Entries shown:
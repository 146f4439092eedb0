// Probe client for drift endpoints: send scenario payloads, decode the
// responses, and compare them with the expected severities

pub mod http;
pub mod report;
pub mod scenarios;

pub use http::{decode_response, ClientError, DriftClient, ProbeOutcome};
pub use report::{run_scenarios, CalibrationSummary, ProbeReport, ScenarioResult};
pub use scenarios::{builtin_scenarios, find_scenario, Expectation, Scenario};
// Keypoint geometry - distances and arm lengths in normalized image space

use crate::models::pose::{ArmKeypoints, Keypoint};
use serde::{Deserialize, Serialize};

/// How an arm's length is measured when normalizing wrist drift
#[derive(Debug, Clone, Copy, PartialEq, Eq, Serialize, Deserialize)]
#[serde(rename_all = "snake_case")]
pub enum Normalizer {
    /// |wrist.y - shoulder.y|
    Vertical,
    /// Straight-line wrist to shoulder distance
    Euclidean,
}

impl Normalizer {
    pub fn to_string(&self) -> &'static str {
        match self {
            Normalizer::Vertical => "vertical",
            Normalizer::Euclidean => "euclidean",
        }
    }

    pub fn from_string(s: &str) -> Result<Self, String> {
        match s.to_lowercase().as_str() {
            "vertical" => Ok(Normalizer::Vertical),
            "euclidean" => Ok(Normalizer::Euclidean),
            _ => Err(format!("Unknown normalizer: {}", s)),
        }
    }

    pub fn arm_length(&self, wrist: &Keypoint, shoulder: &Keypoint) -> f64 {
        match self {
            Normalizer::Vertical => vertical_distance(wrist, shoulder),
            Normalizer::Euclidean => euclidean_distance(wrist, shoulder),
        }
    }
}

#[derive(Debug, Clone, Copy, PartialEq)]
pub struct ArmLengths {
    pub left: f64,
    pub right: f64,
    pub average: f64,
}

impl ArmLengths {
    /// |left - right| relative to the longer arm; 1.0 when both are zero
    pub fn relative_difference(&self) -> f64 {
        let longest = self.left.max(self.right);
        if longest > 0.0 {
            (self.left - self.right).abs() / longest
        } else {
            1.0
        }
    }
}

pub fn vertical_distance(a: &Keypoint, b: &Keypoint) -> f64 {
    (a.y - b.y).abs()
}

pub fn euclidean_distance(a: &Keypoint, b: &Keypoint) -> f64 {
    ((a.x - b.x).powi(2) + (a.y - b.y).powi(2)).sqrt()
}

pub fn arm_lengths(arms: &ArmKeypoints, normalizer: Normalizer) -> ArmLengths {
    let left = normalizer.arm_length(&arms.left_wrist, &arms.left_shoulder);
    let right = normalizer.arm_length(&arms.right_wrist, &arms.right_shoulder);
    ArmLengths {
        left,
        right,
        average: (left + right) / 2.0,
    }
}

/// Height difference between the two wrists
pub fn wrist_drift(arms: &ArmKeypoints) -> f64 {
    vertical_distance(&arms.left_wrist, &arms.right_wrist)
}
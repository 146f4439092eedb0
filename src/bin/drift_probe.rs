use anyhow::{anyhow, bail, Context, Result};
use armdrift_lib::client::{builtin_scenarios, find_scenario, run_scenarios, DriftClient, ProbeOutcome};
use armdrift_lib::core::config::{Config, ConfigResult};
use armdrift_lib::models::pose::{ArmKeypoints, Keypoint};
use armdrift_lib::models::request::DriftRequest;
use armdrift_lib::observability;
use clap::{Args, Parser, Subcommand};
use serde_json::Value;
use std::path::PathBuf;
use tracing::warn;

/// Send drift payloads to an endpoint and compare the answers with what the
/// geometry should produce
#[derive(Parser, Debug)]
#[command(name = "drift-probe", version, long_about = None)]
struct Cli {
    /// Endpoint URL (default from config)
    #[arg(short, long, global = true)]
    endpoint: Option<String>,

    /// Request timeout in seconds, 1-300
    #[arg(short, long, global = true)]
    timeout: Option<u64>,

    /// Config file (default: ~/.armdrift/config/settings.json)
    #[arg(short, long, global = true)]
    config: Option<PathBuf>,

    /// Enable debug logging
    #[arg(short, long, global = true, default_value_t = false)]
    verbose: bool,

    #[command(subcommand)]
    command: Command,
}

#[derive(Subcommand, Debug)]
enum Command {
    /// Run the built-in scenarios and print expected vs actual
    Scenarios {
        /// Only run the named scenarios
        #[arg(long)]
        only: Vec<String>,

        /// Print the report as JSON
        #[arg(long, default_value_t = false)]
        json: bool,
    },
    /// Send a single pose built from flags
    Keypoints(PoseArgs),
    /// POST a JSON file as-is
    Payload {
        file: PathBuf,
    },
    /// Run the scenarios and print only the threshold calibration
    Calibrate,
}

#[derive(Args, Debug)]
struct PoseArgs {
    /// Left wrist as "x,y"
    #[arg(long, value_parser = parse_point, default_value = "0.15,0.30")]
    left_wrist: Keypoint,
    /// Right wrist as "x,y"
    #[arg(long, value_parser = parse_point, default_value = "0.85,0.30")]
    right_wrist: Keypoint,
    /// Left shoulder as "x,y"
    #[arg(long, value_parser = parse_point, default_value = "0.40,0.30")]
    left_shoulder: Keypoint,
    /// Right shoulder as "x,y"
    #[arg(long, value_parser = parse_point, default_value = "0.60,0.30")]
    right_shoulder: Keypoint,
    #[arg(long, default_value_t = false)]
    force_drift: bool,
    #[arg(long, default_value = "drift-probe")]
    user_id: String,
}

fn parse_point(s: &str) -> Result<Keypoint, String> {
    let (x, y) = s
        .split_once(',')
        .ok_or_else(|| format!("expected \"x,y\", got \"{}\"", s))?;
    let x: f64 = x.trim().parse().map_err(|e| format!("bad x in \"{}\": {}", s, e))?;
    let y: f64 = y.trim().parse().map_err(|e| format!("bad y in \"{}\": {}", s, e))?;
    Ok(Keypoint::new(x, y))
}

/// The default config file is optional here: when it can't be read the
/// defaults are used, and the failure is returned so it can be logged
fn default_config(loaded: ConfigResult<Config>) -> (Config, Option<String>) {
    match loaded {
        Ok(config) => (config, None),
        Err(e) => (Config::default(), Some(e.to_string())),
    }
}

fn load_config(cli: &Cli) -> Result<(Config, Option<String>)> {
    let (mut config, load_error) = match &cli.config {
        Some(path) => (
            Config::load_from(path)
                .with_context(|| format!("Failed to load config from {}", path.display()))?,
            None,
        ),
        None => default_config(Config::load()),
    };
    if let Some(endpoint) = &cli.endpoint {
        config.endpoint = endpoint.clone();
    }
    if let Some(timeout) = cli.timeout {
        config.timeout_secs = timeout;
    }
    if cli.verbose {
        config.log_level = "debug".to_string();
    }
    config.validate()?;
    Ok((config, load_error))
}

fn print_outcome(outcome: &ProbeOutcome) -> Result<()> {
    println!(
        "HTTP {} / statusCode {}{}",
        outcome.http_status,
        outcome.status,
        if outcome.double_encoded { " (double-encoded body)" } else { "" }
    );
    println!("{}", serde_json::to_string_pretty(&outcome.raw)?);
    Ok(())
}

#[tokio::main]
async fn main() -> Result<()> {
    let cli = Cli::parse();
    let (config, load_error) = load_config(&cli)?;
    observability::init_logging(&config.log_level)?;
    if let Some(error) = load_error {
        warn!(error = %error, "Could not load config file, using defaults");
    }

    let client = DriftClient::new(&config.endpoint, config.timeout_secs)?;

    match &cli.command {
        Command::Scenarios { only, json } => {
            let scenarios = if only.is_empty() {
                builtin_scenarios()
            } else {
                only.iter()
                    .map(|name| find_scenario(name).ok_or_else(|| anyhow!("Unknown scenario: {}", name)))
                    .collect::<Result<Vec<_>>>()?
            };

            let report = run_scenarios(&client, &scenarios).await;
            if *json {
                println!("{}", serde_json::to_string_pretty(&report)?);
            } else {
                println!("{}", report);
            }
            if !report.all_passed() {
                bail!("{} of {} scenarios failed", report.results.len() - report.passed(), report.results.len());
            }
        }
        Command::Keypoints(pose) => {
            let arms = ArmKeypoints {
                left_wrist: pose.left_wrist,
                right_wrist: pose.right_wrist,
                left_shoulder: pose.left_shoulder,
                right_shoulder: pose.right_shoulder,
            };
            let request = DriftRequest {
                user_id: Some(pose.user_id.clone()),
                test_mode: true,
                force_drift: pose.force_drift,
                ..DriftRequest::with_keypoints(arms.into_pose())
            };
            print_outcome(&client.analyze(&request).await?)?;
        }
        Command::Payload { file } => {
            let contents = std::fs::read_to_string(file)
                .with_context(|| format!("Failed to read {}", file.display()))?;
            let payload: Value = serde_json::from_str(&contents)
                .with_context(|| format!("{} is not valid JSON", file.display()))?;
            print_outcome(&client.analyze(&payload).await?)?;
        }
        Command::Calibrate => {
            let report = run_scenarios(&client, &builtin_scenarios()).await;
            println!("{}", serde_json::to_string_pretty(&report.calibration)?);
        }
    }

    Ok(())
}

Problem statement: Among the entries above, how many lines hold the string "defaults"? Answer with the number only.

Response to this task: 2